A Methodology to Support Automatic Cyber Risk Assessment Review

TL;DR

This paper proposes a methodology to automate parts of cyber risk assessment reviews, reducing subjectivity by mapping security controls to automatable infrastructural aspects and validating the approach with a healthcare case study.

Contribution

It introduces a novel methodology that supports automatic review of cyber risk assessments by linking security controls to automatable infrastructure elements, enhancing objectivity.

Findings

Effective identification of controls needing revision

Validated approach through healthcare case study

Statistical analysis supports methodology's reliability

Abstract

Cyber risk assessment is a fundamental activity for enhancing the protection of an organization, identifying and evaluating the exposure to cyber threats.

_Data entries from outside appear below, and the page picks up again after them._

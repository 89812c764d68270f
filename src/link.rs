//! File link URL construction
//!
//! A file link addresses a stored file directly, with no transform chain:
//! `{base}/{handle}`, plus the signed `policy`/`signature` query pair when
//! the account requires security. Only the URL is built here; issuing the
//! request belongs to the surrounding HTTP layer.

use crate::security::Security;

/// A direct link to a stored file.
#[derive(Debug, Clone, PartialEq, Eq)]
pub struct FileLink {
    base: String,
    handle: String,
    security: Option<Security>,
}

impl FileLink {
    pub fn new(base: impl Into<String>, handle: impl Into<String>) -> Self {
        Self {
            base: base.into(),
            handle: handle.into(),
            security: None,
        }
    }

    /// Attaches a signed security token; its query pair is appended to the
    /// URL.
    pub fn with_security(mut self, security: Security) -> Self {
        self.security = Some(security);
        self
    }

    pub fn handle(&self) -> &str {
        &self.handle
    }

    pub fn security(&self) -> Option<&Security> {
        self.security.as_ref()
    }

    /// Builds the request URL.
    pub fn url(&self) -> String {
        let base = self.base.trim_end_matches('/');
        match &self.security {
            Some(security) => format!("{}/{}?{}", base, self.handle, security.as_query()),
            None => format!("{}/{}", base, self.handle),
        }
    }
}
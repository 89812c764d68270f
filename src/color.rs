//! RGB color value type
//!
//! The CDN option grammar carries colors as six lowercase hex digits with no
//! leading `#` (e.g. `ff8800`). Signatures and cache keys downstream depend
//! on the exact case, so rendering is fixed here and used everywhere.

use std::fmt;
use std::str::FromStr;

/// A 24-bit RGB color.
///
/// Platform color objects (UIColor, NSColor, egui::Color32, ...) are expected
/// to be reduced to this type by the surrounding application; the core stays
/// free of GUI-toolkit dependencies.
#[derive(Debug, Clone, Copy, PartialEq, Eq, Hash)]
pub struct RgbColor {
    pub r: u8,
    pub g: u8,
    pub b: u8,
}

impl RgbColor {
    pub const fn new(r: u8, g: u8, b: u8) -> Self {
        Self { r, g, b }
    }

    /// Renders the fixed wire form: six lowercase hex digits, no `#`.
    pub fn hex(&self) -> String {
        format!("{:02x}{:02x}{:02x}", self.r, self.g, self.b)
    }
}

impl fmt::Display for RgbColor {
    fn fmt(&self, f: &mut fmt::Formatter<'_>) -> fmt::Result {
        write!(f, "#{}", self.hex())
    }
}

/// Error returned when a hex color string cannot be parsed
#[derive(Debug, Clone, PartialEq, Eq)]
pub struct ParseColorError {
    value: String,
}

impl fmt::Display for ParseColorError {
    fn fmt(&self, f: &mut fmt::Formatter<'_>) -> fmt::Result {
        write!(f, "invalid hex color: {:?}", self.value)
    }
}

impl std::error::Error for ParseColorError {}

impl FromStr for RgbColor {
    type Err = ParseColorError;

    /// Accepts `rrggbb` or `#rrggbb`, any hex digit case.
    fn from_str(s: &str) -> Result<Self, Self::Err> {
        let digits = s.strip_prefix('#').unwrap_or(s);

        if digits.len() != 6 || !digits.chars().all(|c| c.is_ascii_hexdigit()) {
            return Err(ParseColorError {
                value: s.to_string(),
            });
        }

        let parse = |range: std::ops::Range<usize>| {
            u8::from_str_radix(&digits[range], 16).map_err(|_| ParseColorError {
                value: s.to_string(),
            })
        };

        Ok(Self {
            r: parse(0..2)?,
            g: parse(2..4)?,
            b: parse(4..6)?,
        })
    }
}
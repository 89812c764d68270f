//! Transform encoding error types
//!
//! The encoder is total over its accepted domain, so everything here is a
//! caller error detected before any output is produced: a malformed option
//! string that reached the network layer would only surface as a confusing
//! server-side 4xx.

use std::fmt;

/// Errors raised while building or rendering a transform pipeline
#[derive(Debug, Clone, PartialEq)]
pub enum TransformError {
    /// A float option value is NaN or infinite and has no decimal form
    NonFiniteNumber { option: String, value: f64 },
    /// The pipeline's base resource is empty
    EmptyResource,
    /// Catalog check: the option is not defined for this step
    UnknownOption { step: String, option: String },
    /// Catalog check: the option value has the wrong kind
    WrongKind {
        step: String,
        option: String,
        expected: &'static str,
    },
}

impl fmt::Display for TransformError {
    fn fmt(&self, f: &mut fmt::Formatter<'_>) -> fmt::Result {
        match self {
            TransformError::NonFiniteNumber { option, value } => {
                write!(f, "Option '{}' has non-finite value {}", option, value)
            }
            TransformError::EmptyResource => {
                write!(f, "Pipeline base resource is empty")
            }
            TransformError::UnknownOption { step, option } => {
                write!(f, "Step '{}' has no option named '{}'", step, option)
            }
            TransformError::WrongKind {
                step,
                option,
                expected,
            } => {
                write!(
                    f,
                    "Option '{}' of step '{}' expects kind {}",
                    option, step, expected
                )
            }
        }
    }
}

impl std::error::Error for TransformError {}

impl TransformError {
    /// Helper constructors for common error patterns
    pub fn non_finite(option: impl Into<String>, value: f64) -> Self {
        TransformError::NonFiniteNumber {
            option: option.into(),
            value,
        }
    }

    pub fn unknown_option(step: impl Into<String>, option: impl Into<String>) -> Self {
        TransformError::UnknownOption {
            step: step.into(),
            option: option.into(),
        }
    }

    pub fn wrong_kind(
        step: impl Into<String>,
        option: impl Into<String>,
        expected: &'static str,
    ) -> Self {
        TransformError::WrongKind {
            step: step.into(),
            option: option.into(),
            expected,
        }
    }
}
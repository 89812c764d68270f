//! Base resource locators
//!
//! Every transform pipeline and file link is anchored to a base resource:
//! a CDN file handle, a storage alias, or an external URL. This module only
//! renders the textual path form; it knows nothing about what the resource
//! points at.

use std::fmt;

/// The base resource a pipeline or policy applies to.
#[derive(Debug, Clone, PartialEq, Eq)]
pub enum Resource {
    /// An opaque CDN file handle (e.g. `UPqbkTIETnGaQJa1nqnG`)
    Handle(String),
    /// A named storage alias plus a path inside it, rendered as
    /// `src://alias/path`
    StorageAlias { alias: String, path: String },
    /// An absolute external URL
    External(String),
}

impl Resource {
    pub fn handle(handle: impl Into<String>) -> Self {
        Resource::Handle(handle.into())
    }

    pub fn storage_alias(alias: impl Into<String>, path: impl Into<String>) -> Self {
        Resource::StorageAlias {
            alias: alias.into(),
            path: path.into(),
        }
    }

    pub fn external(url: impl Into<String>) -> Self {
        Resource::External(url.into())
    }

    /// Renders the path form used as the final segment of a pipeline URL.
    ///
    /// External URLs are percent-encoded since they contain `/`, `:` and
    /// possibly `?`, all of which are significant in the pipeline path.
    /// Handles and aliases are emitted verbatim.
    pub fn to_path(&self) -> String {
        match self {
            Resource::Handle(handle) => handle.clone(),
            Resource::StorageAlias { alias, path } => {
                format!("src://{}/{}", alias, path.trim_start_matches('/'))
            }
            Resource::External(url) => urlencoding::encode(url).into_owned(),
        }
    }

    /// True when the locator has no usable content (empty handle, alias or
    /// URL). Rendering such a resource is a caller error caught at render.
    pub fn is_empty(&self) -> bool {
        match self {
            Resource::Handle(handle) => handle.is_empty(),
            Resource::StorageAlias { alias, .. } => alias.is_empty(),
            Resource::External(url) => url.is_empty(),
        }
    }
}

impl From<&str> for Resource {
    /// Bare strings are treated as file handles, the common case.
    fn from(handle: &str) -> Self {
        Resource::Handle(handle.to_string())
    }
}

impl From<String> for Resource {
    fn from(handle: String) -> Self {
        Resource::Handle(handle)
    }
}

impl fmt::Display for Resource {
    fn fmt(&self, f: &mut fmt::Formatter<'_>) -> fmt::Result {
        write!(f, "{}", self.to_path())
    }
}
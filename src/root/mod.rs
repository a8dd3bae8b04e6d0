//! Root of the state hierarchy: the screen map, the message/effect
//! unions and the routing reducer.

mod eff;
mod msg;
mod reducer;
mod state;

pub use eff::{Command, Eff, NavigateCommand, Notification};
pub use msg::Msg;
pub use reducer::{initial_effects, route_and_reduce};
pub use state::{RootState, ScreenState};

Currently, this activity is carried out mainly manually and the identification and correct quantification of risks deeply depend on the experience and confidence of the human assessor. As a consequence, the process is not completely objective and two parallel assessments of the same situation may lead to different results. This paper takes a step in the direction of reducing the degree of subjectivity by proposing a methodology to support risk assessors with an automatic review of the produced assessment. Our methodology starts from a controls-based assessment performed using well-known cybersecurity frameworks (e.g., ISO 27001, NIST) and maps security controls over infrastructural aspects that can be assessed automatically (e.g., ICT devices, organization policies). Exploiting this mapping, the methodology suggests how to identify controls needing revision. The approach has been validated through a case study from the healthcare domain and a set of statistical analyses.